Lock-Free Data Structures

High-performance concurrent primitives optimized for streaming:

use rivven_core::concurrent::{LockFreeQueue, ConcurrentHashMap, AppendOnlyLog};

// MPMC queue with backpressure
let queue = LockFreeQueue::bounded(10_000);
queue.push(message)?;  // Non-blocking
let msg = queue.pop()?;

// Lock-free hashmap with sharded locks
let map = ConcurrentHashMap::new();
map.insert("key".to_string(), value);
let val = map.get("key");

// Append-only log for sequential writes
let log = AppendOnlyLog::new(1_000_000);
log.append(entry);
Data Structure Operations Contention Handling
LockFreeQueue push/pop O(1) Bounded backpressure
ConcurrentHashMap get/insert O(1) Sharded RwLocks
AppendOnlyLog append O(1) Single-writer optimized
ConcurrentSkipList range O(log n) Lock-free traversal

Buffer Pooling

Slab-allocated buffer pool with thread-local caching:

use rivven_core::buffer_pool::{BufferPool, BufferPoolConfig};

// High-throughput configuration
let pool = BufferPool::with_config(BufferPoolConfig::high_throughput());

// Acquire buffer from pool (fast path: thread-local cache)
let mut buffer = pool.acquire(4096);
buffer.extend_from_slice(&data);

// Return to pool automatically on drop
drop(buffer);

// Pool statistics
let stats = pool.stats();
println!("Hit rate: {:.1}%", stats.hit_rate() * 100.0);

Size Classes:

Class Size Range Use Case
Small 64-512 bytes Headers, metadata
Medium 512-4KB Typical messages
Large 4KB-64KB Batched records
Huge 64KB-1MB Large payloads

Deallocate Routing: Returned buffers are classified by pool canonical sizes with +12.5% tolerance to compensate for allocator rounding (e.g. with_capacity(4096) may allocate 4160 bytes). Buffers that grew beyond the tolerance are dropped instead of mis-pooled.

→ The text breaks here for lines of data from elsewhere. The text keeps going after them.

use criterion::{black_box, criterion_group, criterion_main, BenchmarkId, Criterion};
use crewflow_core::algorithm::graph::{reduce_to_max_flow, FeasibilitySearch, ProbeStrategy};
use crewflow_core::scheduling::{CrewPlanner, Leg, NetworkBuilder, PlannerConfig, SearchStrategy};

/// Shuttle legs between three airports with a 40 minute block time
fn shuttle_day(leg_count: usize) -> Vec<Leg> {
    (0..leg_count)
        .map(|i| {
            let origin = (i % 3) as i64;
            let departure = (i as i64) * 13 % 600;
            Leg::new(origin, (origin + 1) % 3, departure, departure + 40)
        })
        .collect()
}

fn bench_feasibility(c: &mut Criterion) {
    let mut group = c.benchmark_group("feasibility_search");
    for &size in &[16usize, 32, 64] {
        let legs = shuttle_day(size);
        let crew = NetworkBuilder::new().build(&legs).unwrap();
        let total = crew.total_demand();
        let network = reduce_to_max_flow(crew.graph).unwrap();

        for strategy in [ProbeStrategy::Binary, ProbeStrategy::Linear] {
            group.bench_with_input(
                BenchmarkId::new(strategy.to_string(), size),
                &network,
                |b, network| {
                    b.iter(|| {
                        FeasibilitySearch::new(strategy)
                            .minimum_units(black_box(network), total)
                            .unwrap()
                    })
                },
            );
        }
    }
    group.finish();
}

fn bench_planner(c: &mut Criterion) {
    let mut group = c.benchmark_group("crew_planner");
    for &size in &[16usize, 64] {
        let legs = shuttle_day(size);
        for search in [SearchStrategy::Binary, SearchStrategy::CounterFlow] {
            let planner = CrewPlanner::new(PlannerConfig {
                search,
                ..PlannerConfig::default()
            })
            .unwrap();
            group.bench_with_input(BenchmarkId::new(search.to_string(), size), &legs, |b, legs| {
                b.iter(|| planner.plan(black_box(legs)).unwrap())
            });
        }
    }
    group.finish();
}

criterion_group!(benches, bench_feasibility, bench_planner);
criterion_main!(benches);
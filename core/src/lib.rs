//! crewflow: minimum crew planning over a circulation-with-demands max-flow engine
//!
//! Legs become a network whose flight edges must carry exactly one unit.
//! Lower bounds and vertex demands are reduced to a plain `ss -> tt`
//! maximum-flow instance solved by Edmonds-Karp, the smallest feasible number
//! of units is searched, and the resulting flow is decomposed into duty chains.
//!
//! ```
//! use crewflow_core::scheduling::{plan_crews, Leg};
//!
//! let legs = [Leg::new(0, 1, 0, 10), Leg::new(1, 2, 30, 40)];
//! let plan = plan_crews(&legs).unwrap();
//! assert_eq!(plan.pilots, 1);
//! assert_eq!(plan.chains[0].one_based(), vec![1, 2]);
//! ```
//!
//! Copyright (c) 2025 Mohammad Atashi <mohammadaliatashi@icloud.com>

pub mod algorithm;
pub mod data_structures;
pub mod scheduling;
pub mod validation;

pub use crate::algorithm::traits::{Algorithm, AlgorithmMetrics, Capacity, EdgeId, FlowError, FlowResult, NodeId};
//! Residual graph construction
//!
//! The residual graph holds the admissible augmenting moves of a base
//! [`Graph`]. It is derived data: the driver rebuilds it from the base graph
//! before every path search, reusing the adjacency buffers between rebuilds.
//!
//! For each base edge `u -> v`:
//! - `capacity - flow > 0` yields a forward arc `u -> v` of that value
//! - `flow - lwb > 0` yields a backward arc `v -> u` of that value, tagged `back`
//!
//! Copyright (c) 2025 Mohammad Atashi <mohammadaliatashi@icloud.com>

use serde::{Deserialize, Serialize};

use crate::algorithm::traits::{Capacity, NodeId};
use crate::data_structures::graph::Graph;

/// One admissible move in the residual graph
#[derive(Debug, Clone, Copy, PartialEq, Eq, Serialize, Deserialize)]
pub struct ResidualArc {
    pub from: NodeId,
    pub to: NodeId,
    /// Units that can be pushed along the arc
    pub value: Capacity,
    /// True for undo arcs that cancel flow on the base edge `to -> from`
    pub back: bool,
}

impl ResidualArc {
    /// Endpoint pair of the base edge this arc acts on
    #[inline]
    pub fn base_endpoints(&self) -> (NodeId, NodeId) {
        if self.back {
            (self.to, self.from)
        } else {
            (self.from, self.to)
        }
    }
}

/// Residual graph with the same vertex set as its base graph
#[derive(Debug, Clone, Default)]
pub struct ResidualGraph {
    adjacency: Vec<Vec<ResidualArc>>,
    arc_count: usize,
}

impl ResidualGraph {
    pub fn new() -> Self {
        Self::default()
    }

    pub fn from_graph(graph: &Graph) -> Self {
        let mut residual = Self::new();
        residual.rebuild(graph);
        residual
    }

    /// Replaces every arc with the ones derived from `graph`
    pub fn rebuild(&mut self, graph: &Graph) {
        self.adjacency.resize_with(graph.node_count(), Vec::new);
        self.adjacency.truncate(graph.node_count());
        for arcs in &mut self.adjacency {
            arcs.clear();
        }
        self.arc_count = 0;

        for node in graph.nodes() {
            for (_, edge) in graph.out_edges(node) {
                let spare = edge.residual_capacity();
                if spare > 0 {
                    self.push(ResidualArc {
                        from: edge.prev,
                        to: edge.next,
                        value: spare,
                        back: false,
                    });
                }
                let cancellable = edge.cancellable_flow();
                if cancellable > 0 {
                    self.push(ResidualArc {
                        from: edge.next,
                        to: edge.prev,
                        value: cancellable,
                        back: true,
                    });
                }
            }
        }
    }

    fn push(&mut self, arc: ResidualArc) {
        self.adjacency[arc.from.as_usize()].push(arc);
        self.arc_count += 1;
    }

    #[inline]
    pub fn arcs_from(&self, node: NodeId) -> &[ResidualArc] {
        &self.adjacency[node.as_usize()]
    }

    #[inline]
    pub fn node_count(&self) -> usize {
        self.adjacency.len()
    }

    #[inline]
    pub fn arc_count(&self) -> usize {
        self.arc_count
    }
}
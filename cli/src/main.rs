//! crewflow: reads flight legs and prints the minimum set of duty chains
//!
//! Legs come from the file given as INPUT, or stdin. Each output line lists
//! the 1-based legs flown by one crew member.
//!
//! Copyright (c) 2025 Mohammad Atashi <mohammadaliatashi@icloud.com>

use std::fs::File;
use std::io::{self, BufReader, Write};
use std::path::PathBuf;

use clap::{arg, ArgAction, ArgMatches, Command};
use crewflow_core::scheduling::{parse_legs, to_json, write_plan, CrewPlanner, PlannerConfig};
use crewflow_core::FlowResult;
use log::debug;

fn cli() -> Command {
    Command::new("crewflow")
        .about("Computes the minimum crew covering a set of flight legs")
        .arg(
            arg!([INPUT] "Leg file, one 'origin destination departure arrival' per line (stdin if omitted)")
                .value_parser(clap::value_parser!(PathBuf)),
        )
        .arg(
            arg!(--config [CONFIG] "Planner configuration json file")
                .value_parser(clap::value_parser!(PathBuf)),
        )
        .arg(
            arg!(--search [SEARCH] "Search strategy: binary, linear or counter_flow")
                .value_parser(clap::value_parser!(String)),
        )
        .arg(
            arg!(--turnaround [MINUTES] "Minimum gap between landing and the next departure")
                .value_parser(clap::value_parser!(i64)),
        )
        .arg(arg!(--count "Print the crew size after the chains").action(ArgAction::SetTrue))
        .arg(arg!(--json "Print the whole plan as json").action(ArgAction::SetTrue))
        .arg(arg!(-v --verbose "Log solver progress").action(ArgAction::SetTrue))
}

fn main() {
    let matches = cli().get_matches();

    let default_filter = if matches.get_flag("verbose") { "debug" } else { "warn" };
    env_logger::Builder::from_env(env_logger::Env::default().default_filter_or(default_filter))
        .init();

    if let Err(e) = run(&matches) {
        eprintln!("Error: {}", e);
        std::process::exit(1);
    }
}

fn run(matches: &ArgMatches) -> FlowResult<()> {
    let mut config = match matches.get_one::<PathBuf>("config") {
        Some(path) => PlannerConfig::from_json_file(path)?,
        None => PlannerConfig::default(),
    };
    if let Some(search) = matches.get_one::<String>("search") {
        config.set_parameter("search", search)?;
    }
    if let Some(turnaround) = matches.get_one::<i64>("turnaround") {
        config.set_parameter("min_turnaround", &turnaround.to_string())?;
    }
    debug!("configuration: {:?}", config);

    let legs = match matches.get_one::<PathBuf>("INPUT") {
        Some(path) => parse_legs(BufReader::new(File::open(path)?), config.skip_malformed)?,
        None => parse_legs(io::stdin().lock(), config.skip_malformed)?,
    };

    let plan = CrewPlanner::new(config)?.plan(&legs)?;

    let mut out = io::stdout().lock();
    if matches.get_flag("json") {
        writeln!(out, "{}", to_json(&plan)?)?;
    } else {
        write_plan(&mut out, &plan, matches.get_flag("count"))?;
    }
    Ok(())
}

#[cfg(test)]
mod tests {
    use super::*;

    #[test]
    fn test_cli_definition_is_valid() {
        cli().debug_assert();
    }

    #[test]
    fn test_parses_flags() {
        let matches = cli()
            .try_get_matches_from(["crewflow", "legs.txt", "--search", "linear", "--turnaround", "20", "--count"])
            .unwrap();
        assert_eq!(matches.get_one::<PathBuf>("INPUT"), Some(&PathBuf::from("legs.txt")));
        assert_eq!(matches.get_one::<String>("search").map(String::as_str), Some("linear"));
        assert_eq!(matches.get_one::<i64>("turnaround"), Some(&20));
        assert!(matches.get_flag("count"));
        assert!(!matches.get_flag("json"));
    }
}
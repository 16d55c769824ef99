//! Crew scheduling on top of the flow engine
//! Copyright (c) 2025 Mohammad Atashi <mohammadaliatashi@icloud.com>

pub mod config;
pub mod format;
pub mod leg;
pub mod network;
pub mod planner;

pub use self::config::{PlannerConfig, SearchStrategy};
pub use self::format::{format_chains, to_json, write_plan};
pub use self::leg::{parse_legs, parse_legs_str, Leg};
pub use self::network::{CrewNetwork, NetworkBuilder, DEFAULT_MIN_TURNAROUND};
pub use self::planner::{plan_crews, CrewPlan, CrewPlanner};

Async I/O (io_uring-style API)

rivven-core provides a portable async I/O layer with an io_uring-style API. The current implementation uses std::fs::File behind parking_lot::Mutex as a portable fallback. The API is designed so a true io_uring backend can be swapped in on Linux 5.6+ without changing callers.

Concurrent Reads: On Unix, AsyncFile::read_at() uses pread (positioned read) via std::os::unix::fs::FileExt, eliminating the mutex for read operations. Concurrent segment fetches proceed without contention. Non-Unix falls back to seek+read under TokioMutex.

⚠️ Note: BlockingWriter in io_uring.rs performs synchronous file I/O under a blocking mutex. Use tokio::task::spawn_blocking or the async AsyncFile from async_io.rs for async contexts.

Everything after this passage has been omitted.